Немного дальше Акила начала падать во весь рост, подниматься и, шатаясь, продвигаться вперед. Прямая линия ее следов сделалась извилистой. Один раз Акила прошла даже несколько шагов назад, на север, но, должно быть, увидела собственные следы, так как потом снова повернула на юг. Увидев, что она уже ползет на четвереньках, Конан понял, что Акила где-то рядом. Когда нижний край солнца касался линии горизонта, он нашел ее.

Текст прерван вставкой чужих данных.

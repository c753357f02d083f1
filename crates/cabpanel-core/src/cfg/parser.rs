//! Section tokenizer and argument splitting
//!
//! Turns preprocessed lines into `[section]` groups of `key = value` records.

use std::ops::Range;

/// One `key = value` line inside a section.
#[derive(Debug, Clone, PartialEq)]
pub struct Record<'a> {
    /// Key as written (trimmed)
    pub key: &'a str,
    /// Value (trimmed)
    pub value: &'a str,
    /// 1-based line number
    pub line: usize,
}

impl Record<'_> {
    /// Lowercase key used for dispatch.
    pub fn key_lower(&self) -> String {
        self.key.to_lowercase()
    }
}

/// A `[name]` header and the records of its body.
#[derive(Debug, Clone)]
pub struct Section<'a> {
    /// Section name as written (trimmed, without brackets)
    pub name: &'a str,
    /// 1-based line number of the header
    pub line: usize,
    /// 0-based line indices covered by the header and body
    pub span: Range<usize>,
    /// Records in file order
    pub records: Vec<Record<'a>>,
}

impl Section<'_> {
    /// Lowercase name used for dispatch.
    pub fn name_lower(&self) -> String {
        self.name.to_lowercase()
    }
}

/// Output of [`tokenize`].
#[derive(Debug, Clone, Default)]
pub struct Tokenized<'a> {
    /// Non-blank lines before the first header, with their 1-based line numbers
    pub preamble: Vec<(usize, &'a str)>,
    /// Sections in file order
    pub sections: Vec<Section<'a>>,
}

/// Group preprocessed lines into sections.
///
/// Body lines without `=` are dropped; they never disturb the records around them.
pub fn tokenize<S: AsRef<str>>(lines: &[S]) -> Tokenized<'_> {
    let mut out = Tokenized::default();

    for (i, line) in lines.iter().enumerate() {
        let line = line.as_ref();
        if line.is_empty() {
            continue;
        }

        if let Some(name) = parse_section_header(line) {
            if let Some(last) = out.sections.last_mut() {
                last.span.end = i;
            }
            out.sections.push(Section {
                name,
                line: i + 1,
                span: i..lines.len(),
                records: Vec::new(),
            });
            continue;
        }

        match out.sections.last_mut() {
            Some(section) => {
                if let Some((key, value)) = parse_key_value(line) {
                    section.records.push(Record {
                        key,
                        value,
                        line: i + 1,
                    });
                }
            }
            None => out.preamble.push((i + 1, line)),
        }
    }

    out
}

/// Recognise a `[name]` header line, returning the trimmed name.
pub fn parse_section_header(line: &str) -> Option<&str> {
    let inner = line.trim().strip_prefix('[')?.strip_suffix(']')?;
    if inner.contains(']') {
        return None;
    }
    Some(inner.trim())
}

/// Parse a key = value line
pub fn parse_key_value(line: &str) -> Option<(&str, &str)> {
    let (key, value) = line.split_once('=')?;
    Some((key.trim(), value.trim()))
}

/// Split a compound value into fields.
///
/// `,` and `:` separate fields, `;` ends the value. Separated fields lose
/// leading whitespace, the final field loses trailing whitespace.
pub fn split_arguments(value: &str) -> Vec<String> {
    if value.is_empty() {
        return vec![String::new()];
    }

    let mut args = Vec::new();
    let mut start = 0;
    let mut terminated = false;

    for (i, ch) in value.char_indices() {
        match ch {
            ',' | ':' => {
                args.push(value[start..i].trim_start().to_string());
                start = i + ch.len_utf8();
            }
            ';' => {
                args.push(value[start..i].trim_end().to_string());
                terminated = true;
                break;
            }
            _ => {}
        }
    }

    if !terminated && start < value.len() {
        args.push(value[start..].trim().to_string());
    }
    args
}

/// Split a two-part value (`x, y`) at its first comma.
pub fn split_pair(value: &str) -> Option<(&str, &str)> {
    let (a, b) = value.split_once(',')?;
    Some((a.trim_end(), b.trim_start()))
}

#[cfg(test)]
mod tests {
    use super::*;
    use pretty_assertions::assert_eq;

    #[test]
    fn test_parse_key_value() {
        assert_eq!(parse_key_value("key = value"), Some(("key", "value")));
        assert_eq!(parse_key_value("Center=0,512"), Some(("Center", "0,512")));
        assert_eq!(parse_key_value("a = b = c"), Some(("a", "b = c")));
        assert_eq!(parse_key_value("no equals"), None);
    }

    #[test]
    fn test_parse_section_header() {
        assert_eq!(parse_section_header("[Needle]"), Some("Needle"));
        assert_eq!(parse_section_header("[ This ]"), Some("This"));
        assert_eq!(parse_section_header("[a]b]"), None);
        assert_eq!(parse_section_header("Needle]"), None);
    }

    #[test]
    fn test_split_arguments() {
        assert_eq!(split_arguments("10,20;ignored"), vec!["10", "20"]);
        assert_eq!(split_arguments(""), vec![""]);
        assert_eq!(split_arguments("a:b:c"), vec!["a", "b", "c"]);
        assert_eq!(split_arguments("bc, 255, 0 ,0"), vec!["bc", "255", "0 ", "0"]);
        assert_eq!(split_arguments("kpa"), vec!["kpa"]);
    }

    #[test]
    fn test_tokenize_groups_records() {
        let lines = vec![
            "[This]",
            "Resolution = 1024",
            "this line has no equals sign",
            "Left = 0",
            "",
            "[Needle]",
            "Subject = kmph",
        ];
        let tokens = tokenize(&lines);
        assert!(tokens.preamble.is_empty());
        assert_eq!(tokens.sections.len(), 2);

        let this = &tokens.sections[0];
        assert_eq!(this.name, "This");
        assert_eq!(this.line, 1);
        assert_eq!(this.span, 0..5);
        let keys: Vec<_> = this.records.iter().map(|r| (r.key, r.line)).collect();
        assert_eq!(keys, vec![("Resolution", 2), ("Left", 4)]);

        let needle = &tokens.sections[1];
        assert_eq!(needle.name_lower(), "needle");
        assert_eq!(needle.span, 5..7);
        assert_eq!(needle.records[0].value, "kmph");
    }

    #[test]
    fn test_tokenize_preamble() {
        let lines = vec!["Version 1.0", "", "[Panel]", "Background = panel.bmp"];
        let tokens = tokenize(&lines);
        assert_eq!(tokens.preamble, vec![(1, "Version 1.0")]);
        assert_eq!(tokens.sections.len(), 1);
    }
}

Царица амазонок, свернувшись, лежала на боку в небольшом углублении в песке. Даже киммериец поморщился, увидев, как обгорела Акила. Ее загорелая кожа сейчас была красная, как кирпич. По крайней мере, женщина дышала. Конан бросился к ней, сел рядом, осторожно перекатил на спину.
— Оставь меня, — едва слышно прохрипела Акила. Она поглядела вверх, но, казалось, не увидела Конана. — Не хочу, чтобы мужчины видели меня такой. Уходи. Нет, вначале забросай меня песком и дай умереть. Не хочу, чтобы меня видели такой даже мертвой.
Конан грустно улыбнулся. У нее еще хватает духа сопротивляться ему.